Repeat each record that follows, keeping it identical.

:: Stored items ::
┄┄┄┄┄┄┄┄┄┄┄┄┄┄┄┄┄┄┄┄

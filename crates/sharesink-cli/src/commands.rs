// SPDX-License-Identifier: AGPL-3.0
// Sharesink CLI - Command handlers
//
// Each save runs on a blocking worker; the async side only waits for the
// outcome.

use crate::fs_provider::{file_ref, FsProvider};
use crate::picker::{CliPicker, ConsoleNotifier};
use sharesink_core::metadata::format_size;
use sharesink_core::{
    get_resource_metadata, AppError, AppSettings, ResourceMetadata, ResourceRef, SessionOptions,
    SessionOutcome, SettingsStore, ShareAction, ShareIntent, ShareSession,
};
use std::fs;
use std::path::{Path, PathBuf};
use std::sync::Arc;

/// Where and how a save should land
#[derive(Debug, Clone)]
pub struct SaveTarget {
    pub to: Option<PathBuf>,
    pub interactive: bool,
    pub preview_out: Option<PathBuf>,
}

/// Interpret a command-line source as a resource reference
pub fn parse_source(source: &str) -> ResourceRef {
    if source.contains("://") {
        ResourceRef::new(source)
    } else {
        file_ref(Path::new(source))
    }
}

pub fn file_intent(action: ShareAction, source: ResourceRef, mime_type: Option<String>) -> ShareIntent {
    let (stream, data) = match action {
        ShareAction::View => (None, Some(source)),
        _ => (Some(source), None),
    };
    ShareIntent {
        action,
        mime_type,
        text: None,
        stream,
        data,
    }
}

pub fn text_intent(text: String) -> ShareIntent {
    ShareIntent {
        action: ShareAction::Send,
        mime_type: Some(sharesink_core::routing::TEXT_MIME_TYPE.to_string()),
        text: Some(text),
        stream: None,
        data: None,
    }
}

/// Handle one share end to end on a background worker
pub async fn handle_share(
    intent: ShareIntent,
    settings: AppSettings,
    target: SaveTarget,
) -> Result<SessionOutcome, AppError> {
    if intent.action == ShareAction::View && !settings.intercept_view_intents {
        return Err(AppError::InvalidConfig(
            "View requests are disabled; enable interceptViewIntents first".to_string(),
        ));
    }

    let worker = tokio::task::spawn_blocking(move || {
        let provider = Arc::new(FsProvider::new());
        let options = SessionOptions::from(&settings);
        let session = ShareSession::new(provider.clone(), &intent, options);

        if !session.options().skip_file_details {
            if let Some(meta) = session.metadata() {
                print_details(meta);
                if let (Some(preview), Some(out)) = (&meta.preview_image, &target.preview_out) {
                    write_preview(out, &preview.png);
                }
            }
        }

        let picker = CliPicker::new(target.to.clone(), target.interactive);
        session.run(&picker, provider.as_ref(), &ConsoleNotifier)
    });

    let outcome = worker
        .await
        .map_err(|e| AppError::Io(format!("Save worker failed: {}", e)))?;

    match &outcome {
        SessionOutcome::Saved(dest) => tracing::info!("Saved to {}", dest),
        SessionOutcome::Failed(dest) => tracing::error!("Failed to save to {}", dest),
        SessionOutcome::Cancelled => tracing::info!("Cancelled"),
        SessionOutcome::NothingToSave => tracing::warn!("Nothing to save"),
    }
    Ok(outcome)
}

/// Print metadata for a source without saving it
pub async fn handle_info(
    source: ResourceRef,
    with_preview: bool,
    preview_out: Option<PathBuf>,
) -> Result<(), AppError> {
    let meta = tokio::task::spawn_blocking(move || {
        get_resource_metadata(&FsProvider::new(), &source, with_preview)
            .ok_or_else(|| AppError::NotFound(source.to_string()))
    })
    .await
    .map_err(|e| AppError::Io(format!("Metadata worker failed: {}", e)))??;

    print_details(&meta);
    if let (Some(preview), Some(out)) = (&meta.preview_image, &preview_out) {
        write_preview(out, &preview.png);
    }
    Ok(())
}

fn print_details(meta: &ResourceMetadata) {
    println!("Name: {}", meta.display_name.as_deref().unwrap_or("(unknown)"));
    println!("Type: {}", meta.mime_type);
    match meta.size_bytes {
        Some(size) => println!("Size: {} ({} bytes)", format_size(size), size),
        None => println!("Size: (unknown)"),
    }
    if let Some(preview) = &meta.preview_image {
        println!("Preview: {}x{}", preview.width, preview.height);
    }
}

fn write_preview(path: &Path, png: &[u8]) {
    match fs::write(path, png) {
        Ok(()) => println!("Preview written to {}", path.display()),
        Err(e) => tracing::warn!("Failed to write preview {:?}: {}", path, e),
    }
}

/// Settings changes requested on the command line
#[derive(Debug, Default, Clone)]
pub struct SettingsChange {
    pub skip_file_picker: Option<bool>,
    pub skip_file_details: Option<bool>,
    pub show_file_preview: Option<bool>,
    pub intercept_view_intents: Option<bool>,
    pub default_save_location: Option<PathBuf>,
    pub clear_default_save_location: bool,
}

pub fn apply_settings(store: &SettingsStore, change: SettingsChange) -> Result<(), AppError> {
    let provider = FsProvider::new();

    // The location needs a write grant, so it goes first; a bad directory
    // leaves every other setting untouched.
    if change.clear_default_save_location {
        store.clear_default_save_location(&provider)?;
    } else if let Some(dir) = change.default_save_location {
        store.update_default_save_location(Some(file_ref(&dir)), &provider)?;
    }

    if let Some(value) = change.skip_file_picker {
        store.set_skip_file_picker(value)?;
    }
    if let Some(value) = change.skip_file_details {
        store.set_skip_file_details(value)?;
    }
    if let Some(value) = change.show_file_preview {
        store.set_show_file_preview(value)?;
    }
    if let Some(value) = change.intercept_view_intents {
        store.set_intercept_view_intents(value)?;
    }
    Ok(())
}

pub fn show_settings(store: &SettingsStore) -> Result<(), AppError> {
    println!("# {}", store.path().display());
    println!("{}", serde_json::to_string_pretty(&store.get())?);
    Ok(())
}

┄┄┄┄┄┄┄┄┄┄┄┄┄┄┄┄┄┄┄┄

:: Response to the task ::
filename crates/sharesink-cli/src/commands.rs
// SPDX-License-Identifier: AGPL-3.0
// Sharesink CLI - Command handlers
//
// Each save runs on a blocking worker; the async side only waits for the
// outcome.

use crate::fs_provider::{file_ref, FsProvider};
use crate::picker::{CliPicker, ConsoleNotifier};
use sharesink_core::metadata::format_size;
use sharesink_core::{
    get_resource_metadata, AppError, AppSettings, ResourceMetadata, ResourceRef, SessionOptions,
    SessionOutcome, SettingsStore, ShareAction, ShareIntent, ShareSession,
};
use std::fs;
use std::path::{Path, PathBuf};
use std::sync::Arc;

/// Where and how a save should land
#[derive(Debug, Clone)]
pub struct SaveTarget {
    pub to: Option<PathBuf>,
    pub interactive: bool,
    pub preview_out: Option<PathBuf>,
}

/// Interpret a command-line source as a resource reference
pub fn parse_source(source: &str) -> ResourceRef {
    if source.contains("://") {
        ResourceRef::new(source)
    } else {
        file_ref(Path::new(source))
    }
}

pub fn file_intent(action: ShareAction, source: ResourceRef, mime_type: Option<String>) -> ShareIntent {
    let (stream, data) = match action {
        ShareAction::View => (None, Some(source)),
        _ => (Some(source), None),
    };
    ShareIntent {
        action,
        mime_type,
        text: None,
        stream,
        data,
    }
}

pub fn text_intent(text: String) -> ShareIntent {
    ShareIntent {
        action: ShareAction::Send,
        mime_type: Some(sharesink_core::routing::TEXT_MIME_TYPE.to_string()),
        text: Some(text),
        stream: None,
        data: None,
    }
}

/// Handle one share end to end on a background worker
pub async fn handle_share(
    intent: ShareIntent,
    settings: AppSettings,
    target: SaveTarget,
) -> Result<SessionOutcome, AppError> {
    if intent.action == ShareAction::View && !settings.intercept_view_intents {
        return Err(AppError::InvalidConfig(
            "View requests are disabled; enable interceptViewIntents first".to_string(),
        ));
    }

    let worker = tokio::task::spawn_blocking(move || {
        let provider = Arc::new(FsProvider::new());
        let options = SessionOptions::from(&settings);
        let session = ShareSession::new(provider.clone(), &intent, options);

        if !session.options().skip_file_details {
            if let Some(meta) = session.metadata() {
                print_details(meta);
                if let (Some(preview), Some(out)) = (&meta.preview_image, &target.preview_out) {
                    write_preview(out, &preview.png);
                }
            }
        }

        let picker = CliPicker::new(target.to.clone(), target.interactive);
        session.run(&picker, provider.as_ref(), &ConsoleNotifier)
    });

    let outcome = worker
        .await
        .map_err(|e| AppError::Io(format!("Save worker failed: {}", e)))?;

    match &outcome {
        SessionOutcome::Saved(dest) => tracing::info!("Saved to {}", dest),
        SessionOutcome::Failed(dest) => tracing::error!("Failed to save to {}", dest),
        SessionOutcome::Cancelled => tracing::info!("Cancelled"),
        SessionOutcome::NothingToSave => tracing::warn!("Nothing to save"),
    }
    Ok(outcome)
}

/// Print metadata for a source without saving it
pub async fn handle_info(
    source: ResourceRef,
    with_preview: bool,
    preview_out: Option<PathBuf>,
) -> Result<(), AppError> {
    let meta = tokio::task::spawn_blocking(move || {
        get_resource_metadata(&FsProvider::new(), &source, with_preview)
            .ok_or_else(|| AppError::NotFound(source.to_string()))
    })
    .await
    .map_err(|e| AppError::Io(format!("Metadata worker failed: {}", e)))??;

    print_details(&meta);
    if let (Some(preview), Some(out)) = (&meta.preview_image, &preview_out) {
        write_preview(out, &preview.png);
    }
    Ok(())
}

fn print_details(meta: &ResourceMetadata) {
    println!("Name: {}", meta.display_name.as_deref().unwrap_or("(unknown)"));
    println!("Type: {}", meta.mime_type);
    match meta.size_bytes {
        Some(size) => println!("Size: {} ({} bytes)", format_size(size), size),
        None => println!("Size: (unknown)"),
    }
    if let Some(preview) = &meta.preview_image {
        println!("Preview: {}x{}", preview.width, preview.height);
    }
}

fn write_preview(path: &Path, png: &[u8]) {
    match fs::write(path, png) {
        Ok(()) => println!("Preview written to {}", path.display()),
        Err(e) => tracing::warn!("Failed to write preview {:?}: {}", path, e),
    }
}

/// Settings changes requested on the command line
#[derive(Debug, Default, Clone)]
pub struct SettingsChange {
    pub skip_file_picker: Option<bool>,
    pub skip_file_details: Option<bool>,
    pub show_file_preview: Option<bool>,
    pub intercept_view_intents: Option<bool>,
    pub default_save_location: Option<PathBuf>,
    pub clear_default_save_location: bool,
}

pub fn apply_settings(store: &SettingsStore, change: SettingsChange) -> Result<(), AppError> {
    let provider = FsProvider::new();

    // The location needs a write grant, so it goes first; a bad directory
    // leaves every other setting untouched.
    if change.clear_default_save_location {
        store.clear_default_save_location(&provider)?;
    } else if let Some(dir) = change.default_save_location {
        store.update_default_save_location(Some(file_ref(&dir)), &provider)?;
    }

    if let Some(value) = change.skip_file_picker {
        store.set_skip_file_picker(value)?;
    }
    if let Some(value) = change.skip_file_details {
        store.set_skip_file_details(value)?;
    }
    if let Some(value) = change.show_file_preview {
        store.set_show_file_preview(value)?;
    }
    if let Some(value) = change.intercept_view_intents {
        store.set_intercept_view_intents(value)?;
    }
    Ok(())
}

pub fn show_settings(store: &SettingsStore) -> Result<(), AppError> {
    println!("# {}", store.path().display());
    println!("{}", serde_json::to_string_pretty(&store.get())?);
    Ok(())
}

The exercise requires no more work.